- TASK DESCRIPTION
Taking the line with "let mut lines" as the first and the line with "target, request.context, line_before);" as the last, set down exactly every line in that range from the entries below, and no more.

- Stored data
:::
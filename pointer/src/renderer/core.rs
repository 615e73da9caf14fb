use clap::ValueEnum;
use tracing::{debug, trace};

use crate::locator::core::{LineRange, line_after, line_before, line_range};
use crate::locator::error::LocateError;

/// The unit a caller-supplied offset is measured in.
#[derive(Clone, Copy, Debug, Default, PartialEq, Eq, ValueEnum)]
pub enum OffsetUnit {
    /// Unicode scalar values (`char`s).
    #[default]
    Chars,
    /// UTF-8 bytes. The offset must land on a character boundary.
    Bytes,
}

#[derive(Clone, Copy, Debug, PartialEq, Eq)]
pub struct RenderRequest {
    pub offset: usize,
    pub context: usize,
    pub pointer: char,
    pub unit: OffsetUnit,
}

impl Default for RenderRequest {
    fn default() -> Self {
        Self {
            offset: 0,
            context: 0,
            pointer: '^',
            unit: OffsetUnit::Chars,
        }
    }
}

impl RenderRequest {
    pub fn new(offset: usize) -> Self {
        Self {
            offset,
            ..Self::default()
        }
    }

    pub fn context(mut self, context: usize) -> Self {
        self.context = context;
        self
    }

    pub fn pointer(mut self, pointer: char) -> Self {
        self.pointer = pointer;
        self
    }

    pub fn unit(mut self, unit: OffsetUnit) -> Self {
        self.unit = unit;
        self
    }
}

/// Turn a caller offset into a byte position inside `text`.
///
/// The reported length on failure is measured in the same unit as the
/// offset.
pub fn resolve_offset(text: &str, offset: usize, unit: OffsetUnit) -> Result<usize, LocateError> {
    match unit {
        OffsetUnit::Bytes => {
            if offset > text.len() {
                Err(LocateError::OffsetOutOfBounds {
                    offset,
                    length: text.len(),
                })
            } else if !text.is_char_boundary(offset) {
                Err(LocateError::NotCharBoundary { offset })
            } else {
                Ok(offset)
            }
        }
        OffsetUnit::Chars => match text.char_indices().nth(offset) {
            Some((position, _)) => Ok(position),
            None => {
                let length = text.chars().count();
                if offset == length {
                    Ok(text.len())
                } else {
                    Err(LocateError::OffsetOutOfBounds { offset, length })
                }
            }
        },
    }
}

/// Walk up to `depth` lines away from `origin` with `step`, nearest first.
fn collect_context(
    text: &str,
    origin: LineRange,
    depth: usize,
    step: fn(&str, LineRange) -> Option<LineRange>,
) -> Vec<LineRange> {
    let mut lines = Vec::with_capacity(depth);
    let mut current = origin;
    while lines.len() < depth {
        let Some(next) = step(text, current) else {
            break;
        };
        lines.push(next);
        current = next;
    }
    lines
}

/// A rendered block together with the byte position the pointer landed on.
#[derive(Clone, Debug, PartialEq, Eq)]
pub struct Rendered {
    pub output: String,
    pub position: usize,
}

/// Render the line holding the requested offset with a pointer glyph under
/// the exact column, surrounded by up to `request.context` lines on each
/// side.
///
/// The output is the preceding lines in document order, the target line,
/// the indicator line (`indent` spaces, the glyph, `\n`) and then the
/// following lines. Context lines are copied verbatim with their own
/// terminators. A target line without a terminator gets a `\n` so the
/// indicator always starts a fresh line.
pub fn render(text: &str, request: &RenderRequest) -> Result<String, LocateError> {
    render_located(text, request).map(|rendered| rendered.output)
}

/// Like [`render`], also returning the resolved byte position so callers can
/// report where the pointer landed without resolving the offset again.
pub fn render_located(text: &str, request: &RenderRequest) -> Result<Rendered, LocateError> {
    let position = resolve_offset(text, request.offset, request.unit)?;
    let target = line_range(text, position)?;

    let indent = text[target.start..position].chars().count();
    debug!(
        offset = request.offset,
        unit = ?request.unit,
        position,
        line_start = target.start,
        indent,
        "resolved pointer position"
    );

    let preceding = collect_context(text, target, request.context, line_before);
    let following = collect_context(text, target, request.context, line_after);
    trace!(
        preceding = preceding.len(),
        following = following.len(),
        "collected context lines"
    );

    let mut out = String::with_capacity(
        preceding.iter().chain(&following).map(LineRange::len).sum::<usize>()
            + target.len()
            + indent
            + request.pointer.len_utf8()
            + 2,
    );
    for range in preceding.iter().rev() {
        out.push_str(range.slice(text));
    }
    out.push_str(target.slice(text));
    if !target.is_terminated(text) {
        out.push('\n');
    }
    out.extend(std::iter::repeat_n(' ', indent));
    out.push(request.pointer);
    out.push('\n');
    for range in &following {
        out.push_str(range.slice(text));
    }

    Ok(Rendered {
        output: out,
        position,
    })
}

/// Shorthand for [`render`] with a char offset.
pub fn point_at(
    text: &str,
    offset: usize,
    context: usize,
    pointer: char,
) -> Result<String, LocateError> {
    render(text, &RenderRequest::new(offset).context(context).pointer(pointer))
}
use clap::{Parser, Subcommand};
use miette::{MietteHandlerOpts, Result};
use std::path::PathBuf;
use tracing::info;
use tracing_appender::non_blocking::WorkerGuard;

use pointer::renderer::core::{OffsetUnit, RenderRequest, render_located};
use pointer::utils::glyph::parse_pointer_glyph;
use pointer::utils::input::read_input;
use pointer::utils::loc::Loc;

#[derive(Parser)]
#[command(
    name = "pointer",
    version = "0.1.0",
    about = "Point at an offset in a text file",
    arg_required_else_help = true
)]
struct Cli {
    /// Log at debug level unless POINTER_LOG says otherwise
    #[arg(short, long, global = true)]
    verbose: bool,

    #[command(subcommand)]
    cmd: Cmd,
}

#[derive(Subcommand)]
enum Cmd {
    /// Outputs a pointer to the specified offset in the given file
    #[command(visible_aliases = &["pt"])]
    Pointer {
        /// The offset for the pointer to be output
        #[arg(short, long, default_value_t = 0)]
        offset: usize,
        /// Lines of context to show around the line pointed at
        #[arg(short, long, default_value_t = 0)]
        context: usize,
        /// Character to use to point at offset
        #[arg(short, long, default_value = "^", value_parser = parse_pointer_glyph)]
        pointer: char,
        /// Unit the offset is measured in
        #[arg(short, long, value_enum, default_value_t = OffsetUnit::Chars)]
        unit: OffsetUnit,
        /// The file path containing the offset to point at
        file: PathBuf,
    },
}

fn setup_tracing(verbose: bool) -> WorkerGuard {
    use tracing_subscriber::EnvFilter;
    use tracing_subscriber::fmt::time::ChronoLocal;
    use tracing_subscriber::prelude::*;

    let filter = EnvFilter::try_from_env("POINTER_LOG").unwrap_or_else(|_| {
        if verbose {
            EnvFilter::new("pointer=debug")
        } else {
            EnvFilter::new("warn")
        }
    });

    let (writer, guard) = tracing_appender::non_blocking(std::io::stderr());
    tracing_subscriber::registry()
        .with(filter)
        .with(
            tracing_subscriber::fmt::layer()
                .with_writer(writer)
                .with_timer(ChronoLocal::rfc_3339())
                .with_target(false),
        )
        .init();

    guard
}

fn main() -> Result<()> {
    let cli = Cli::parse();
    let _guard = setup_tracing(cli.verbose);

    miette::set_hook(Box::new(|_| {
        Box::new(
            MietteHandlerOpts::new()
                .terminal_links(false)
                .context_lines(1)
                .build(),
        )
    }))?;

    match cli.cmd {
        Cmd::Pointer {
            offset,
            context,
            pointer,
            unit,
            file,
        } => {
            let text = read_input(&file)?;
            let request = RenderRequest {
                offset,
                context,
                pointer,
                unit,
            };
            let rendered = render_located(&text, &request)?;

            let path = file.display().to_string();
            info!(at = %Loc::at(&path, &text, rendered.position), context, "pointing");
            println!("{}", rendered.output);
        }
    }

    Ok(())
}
:::
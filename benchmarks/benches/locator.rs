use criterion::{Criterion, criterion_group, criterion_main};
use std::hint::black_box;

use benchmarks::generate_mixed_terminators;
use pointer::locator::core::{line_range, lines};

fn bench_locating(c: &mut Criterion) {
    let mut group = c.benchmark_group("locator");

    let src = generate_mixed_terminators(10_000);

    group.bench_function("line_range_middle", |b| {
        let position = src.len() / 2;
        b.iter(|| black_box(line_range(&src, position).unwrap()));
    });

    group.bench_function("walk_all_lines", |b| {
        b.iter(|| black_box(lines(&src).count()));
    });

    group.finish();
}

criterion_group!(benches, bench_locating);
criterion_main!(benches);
:::
- THE ANSWER
    let mut lines = Vec::with_capacity(depth);
    let mut current = origin;
    while lines.len() < depth {
        let Some(next) = step(text, current) else {
            break;
        };
        lines.push(next);
        current = next;
    }
    lines
}

/// A rendered block together with the byte position the pointer landed on.
#[derive(Clone, Debug, PartialEq, Eq)]
pub struct Rendered {
    pub output: String,
    pub position: usize,
}

/// Render the line holding the requested offset with a pointer glyph under
/// the exact column, surrounded by up to `request.context` lines on each
/// side.
///
/// The output is the preceding lines in document order, the target line,
/// the indicator line (`indent` spaces, the glyph, `\n`) and then the
/// following lines. Context lines are copied verbatim with their own
/// terminators. A target line without a terminator gets a `\n` so the
/// indicator always starts a fresh line.
pub fn render(text: &str, request: &RenderRequest) -> Result<String, LocateError> {
    render_located(text, request).map(|rendered| rendered.output)
}

/// Like [`render`], also returning the resolved byte position so callers can
/// report where the pointer landed without resolving the offset again.
pub fn render_located(text: &str, request: &RenderRequest) -> Result<Rendered, LocateError> {
    let position = resolve_offset(text, request.offset, request.unit)?;
    let target = line_range(text, position)?;

    let indent = text[target.start..position].chars().count();
    debug!(
        offset = request.offset,
        unit = ?request.unit,
        position,
        line_start = target.start,
        indent,
        "resolved pointer position"
    );

    let preceding = collect_context(text, target, request.context, line_before);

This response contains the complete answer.